Marsha Coleman-Adebayo (born August 18, 1952) is an American former senior policy analyst for the United States Environmental Protection Agency (EPA). Beginning in 1996, she filed complaints alleging that a company from the United States was mining vanadium in South Africa and harming the environment and human health. The EPA did not respond, and Coleman-Adebayo reported her concerns to other organizations. When the EPA subsequently did not promote Coleman-Adebayo at her request, she filed suit against the agency, alleging racial and gender discrimination. On August 18, 2000, a federal jury found EPA guilty of violating the civil rights of Coleman-Adebayo on the basis of race, sex, color and a hostile work environment, under the Civil Rights Act of 1964. Her experience inspired passage of the Notification and Federal Employee Anti-discrimination and Retaliation Act of 2002 (No FEAR Act).
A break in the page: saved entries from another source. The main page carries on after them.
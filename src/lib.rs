//! Clipmill library
//!
//! Turns a remote media reference plus a user-chosen time window into one or
//! more short clips, delivered inline or via a hosted link, through a
//! chat-style interactive menu. The chat transport, metadata resolver,
//! segment extractor, and hosting uploader are ports; this crate owns the
//! selection state machine and the clip job orchestrator.

pub mod adapters;
pub mod app;
pub mod cli;
pub mod config;
pub mod dispatch;
pub mod domain;
pub mod error;
pub mod ports;
pub mod session;
pub mod utils;

// Re-export commonly used types
pub use config::Config;
pub use domain::model::{ClipArtifact, ClipJob, DeliveryMode, Segment, Selection};
pub use error::{ClipmillError, ClipmillResult};
//! Free-form time and range parsing
//!
//! Accepts composite `H`/`M`/`S` suffix tokens (`8M10S`), clock forms
//! (`2:32`, `1:02:30`), and bare second counts (`152`). Two tokens joined by
//! a hyphen, an en-dash, or the word "to" form a range. Parsing is pure and
//! stateless; callers decide what a failed parse means.

use super::Segment;

/// Parse a single time token into whole seconds.
///
/// Returns `None` when the token matches none of the accepted forms.
pub fn parse_timestamp(token: &str) -> Option<u32> {
    let t = token.trim();
    if t.is_empty() {
        return None;
    }

    if let Some(seconds) = parse_hms_suffix(t) {
        return Some(seconds);
    }

    if t.contains(':') {
        return parse_clock(t);
    }

    if t.bytes().all(|b| b.is_ascii_digit()) {
        return t.parse().ok();
    }

    None
}

/// Parse a free-form range like `2:32-3:23` or `00H08M10S to 00H09M20S`.
///
/// If delimiter splitting fails, a fallback scan collects every time-like
/// substring in the text and uses the first and last that parse. Returns
/// `None` when fewer than two tokens parse or `end <= start`.
pub fn parse_range(text: &str) -> Option<Segment> {
    if let Some((a, b)) = split_on_delimiter(text) {
        if let (Some(start), Some(end)) = (parse_timestamp(a), parse_timestamp(b)) {
            if let Some(segment) = Segment::new(start, end) {
                return Some(segment);
            }
        }
    }

    // Fallback: scan for time-like substrings anywhere in the text and use
    // the first and last that parse.
    let parsed: Vec<u32> = time_like_tokens(text)
        .into_iter()
        .filter_map(|t| parse_timestamp(&t))
        .collect();
    if parsed.len() >= 2 {
        return Segment::new(parsed[0], *parsed.last().unwrap());
    }

    None
}

/// Format whole seconds as `H:MM:SS` or `M:SS`
pub fn format_hms(seconds: u32) -> String {
    let hours = seconds / 3600;
    let minutes = (seconds % 3600) / 60;
    let secs = seconds % 60;
    if hours > 0 {
        format!("{}:{:02}:{:02}", hours, minutes, secs)
    } else {
        format!("{}:{:02}", minutes, secs)
    }
}

/// Parse composite `H`/`M`/`S` suffix tokens, case-insensitive.
///
/// Any subset of the three groups may be present (`8M10S`, `45S`, `1H`), but
/// the token must consist of nothing else and contain at least one group.
fn parse_hms_suffix(t: &str) -> Option<u32> {
    let mut total: u64 = 0;
    let mut groups = 0usize;
    let mut number = String::new();
    // Units must appear in H, M, S order at most once each
    let mut next_allowed = 0u8; // 0 = H, 1 = M, 2 = S

    for c in t.chars() {
        if c.is_ascii_digit() {
            number.push(c);
            continue;
        }
        let unit = match c.to_ascii_uppercase() {
            'H' => 0u8,
            'M' => 1,
            'S' => 2,
            _ => return None,
        };
        if number.is_empty() || unit < next_allowed {
            return None;
        }
        let value: u64 = number.parse().ok()?;
        let multiplier = match unit {
            0 => 3600,
            1 => 60,
            _ => 1,
        };
        total = total.checked_add(value.checked_mul(multiplier)?)?;
        groups += 1;
        number.clear();
        next_allowed = unit + 1;
    }

    if groups == 0 || !number.is_empty() {
        return None;
    }
    u32::try_from(total).ok()
}

/// Parse clock form `mm:ss` or `hh:mm:ss`
fn parse_clock(t: &str) -> Option<u32> {
    let parts: Vec<&str> = t.split(':').collect();
    let mut values = Vec::with_capacity(parts.len());
    for part in &parts {
        let trimmed = part.trim();
        if trimmed.is_empty() || !trimmed.bytes().all(|b| b.is_ascii_digit()) {
            return None;
        }
        values.push(trimmed.parse::<u32>().ok()? as u64);
    }
    // Accumulate in u64: large hour values must parse to None, not overflow
    let total = match values.as_slice() {
        [m, s] => m * 60 + s,
        [h, m, s] => h * 3600 + m * 60 + s,
        _ => return None,
    };
    u32::try_from(total).ok()
}

/// Split on the first range delimiter: hyphen, en-dash, or the word "to"
fn split_on_delimiter(text: &str) -> Option<(&str, &str)> {
    for delim in ['-', '\u{2013}'] {
        if let Some(pos) = text.find(delim) {
            let (a, b) = text.split_at(pos);
            return Some((a, &b[delim.len_utf8()..]));
        }
    }
    let lower = text.to_ascii_lowercase();
    if let Some(pos) = lower.find(" to ") {
        return Some((&text[..pos], &text[pos + 4..]));
    }
    None
}

/// Collect maximal runs of characters that can occur in a time token
fn time_like_tokens(text: &str) -> Vec<String> {
    let mut tokens = Vec::new();
    let mut current = String::new();
    for c in text.chars() {
        if c.is_ascii_digit() || c == ':' || matches!(c.to_ascii_uppercase(), 'H' | 'M' | 'S') {
            current.push(c);
        } else if !current.is_empty() {
            tokens.push(std::mem::take(&mut current));
        }
    }
    if !current.is_empty() {
        tokens.push(current);
    }
    tokens
}
//! Clipmill CLI
//!
//! Interactive clip selection and clip job orchestration for remote media.
//! The `parse` and `plan` commands expose the pure domain pieces for
//! inspection; `check` validates configuration; `demo` drives a scripted
//! selection-and-job flow against the in-memory mock adapters.
//!
//! # Usage
//!
//! ```bash
//! clipmill parse "2:32-3:23"
//! clipmill plan --duration 600 --length 30 --count 3
//! clipmill check --config clipmill.toml
//! clipmill demo --clips 2
//! ```

use std::sync::Arc;

use anyhow::Result;
use clap::Parser;
use tracing::info;

use clipmill::adapters::{
    MockChatAdapter, MockExtractorAdapter, MockResolverAdapter, MockUploaderAdapter,
};
use clipmill::app::JobOrchestrator;
use clipmill::cli::{CheckArgs, Cli, Commands, DemoArgs, ParseArgs, PlanArgs};
use clipmill::config::Config;
use clipmill::dispatch::{ButtonEvent, Dispatcher, EventKind, InboundEvent};
use clipmill::domain::model::{parse_range, QualityOption, SourceInfo};
use clipmill::domain::rules::plan_segments;

#[tokio::main]
async fn main() -> Result<()> {
    // Initialize logging
    tracing_subscriber::fmt()
        .with_env_filter(tracing_subscriber::EnvFilter::from_default_env())
        .init();

    let cli = Cli::parse();
    match cli.command {
        Commands::Parse(args) => execute_parse_command(args)?,
        Commands::Plan(args) => execute_plan_command(args)?,
        Commands::Check(args) => execute_check_command(args)?,
        Commands::Demo(args) => execute_demo_command(args).await?,
    }
    Ok(())
}

/// Parse range text and print the result as JSON
fn execute_parse_command(args: ParseArgs) -> Result<()> {
    let segment = parse_range(&args.text)
        .ok_or_else(|| anyhow::anyhow!("could not parse a range from {:?}", args.text))?;
    let out = serde_json::json!({
        "start": segment.start,
        "end": segment.end,
        "length": segment.len_seconds(),
    });
    println!("{}", serde_json::to_string_pretty(&out)?);
    Ok(())
}

/// Plan segments and print them as JSON
fn execute_plan_command(args: PlanArgs) -> Result<()> {
    let segments = plan_segments(args.duration, args.length, args.count);
    println!("{}", serde_json::to_string_pretty(&segments)?);
    Ok(())
}

/// Load, validate, and echo the effective configuration
fn execute_check_command(args: CheckArgs) -> Result<()> {
    let config = Config::load(args.config.as_deref())?;
    println!("{}", toml::to_string_pretty(&config)?);
    info!("Configuration is valid");
    Ok(())
}

/// Drive a scripted selection and job against the mock adapters
async fn execute_demo_command(args: DemoArgs) -> Result<()> {
    let config = Arc::new(Config::load(args.config.as_deref())?);
    let reference = "https://example.com/v/demo";

    let resolver = Arc::new(MockResolverAdapter::new().with_source(
        reference,
        SourceInfo {
            title: "Demo video".to_string(),
            duration_seconds: 600,
            qualities: vec![
                QualityOption::new("137", 1080, "mp4"),
                QualityOption::new("136", 720, "mp4"),
            ],
        },
    ));
    let extractor = Arc::new(MockExtractorAdapter::new(1024));
    let uploader = Arc::new(MockUploaderAdapter::new());
    let chat = Arc::new(MockChatAdapter::new());

    let orchestrator = Arc::new(JobOrchestrator::new(
        resolver.clone(),
        extractor.clone(),
        uploader.clone(),
        chat.clone(),
        config.clone(),
    ));
    let dispatcher = Dispatcher::new(config, resolver, chat.clone(), orchestrator);

    let user = 1;
    let script = vec![
        EventKind::Text(reference.to_string()),
        EventKind::Button(ButtonEvent::Duration(10)),
        EventKind::Button(ButtonEvent::Quality("137".to_string())),
        EventKind::Button(ButtonEvent::Count(args.clips)),
        EventKind::Button(ButtonEvent::Submit),
    ];
    for kind in script {
        dispatcher.handle_event(InboundEvent { user, kind }).await;
    }
    dispatcher.drain_jobs().await;

    for record in chat.records() {
        println!("{:?}", record);
    }
    Ok(())
}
During the legal proceedings, Coleman-Adebayo remained employed at the EPA. When she was diagnosed with hypertension, the agency agreed to let her remote work. After five years and another lawsuit, the EPA ordered Coleman-Adebayo to return to the office, placing her on unpaid leave when she did not comply.

Coleman-Adebayo is a founder and leader of the No FEAR Coalition and EPA Employees Against Racial Discrimination. Through her leadership the No FEAR Coalition, working closely with Representative James Sensenbrenner, organized a successful grass-roots campaign and secured passage of the "Notification of Federal Employees Anti-discrimination and Retaliation Act," the first Civil Rights Law of the 21st Century. The Act was signed into law by President George W. Bush in 2002.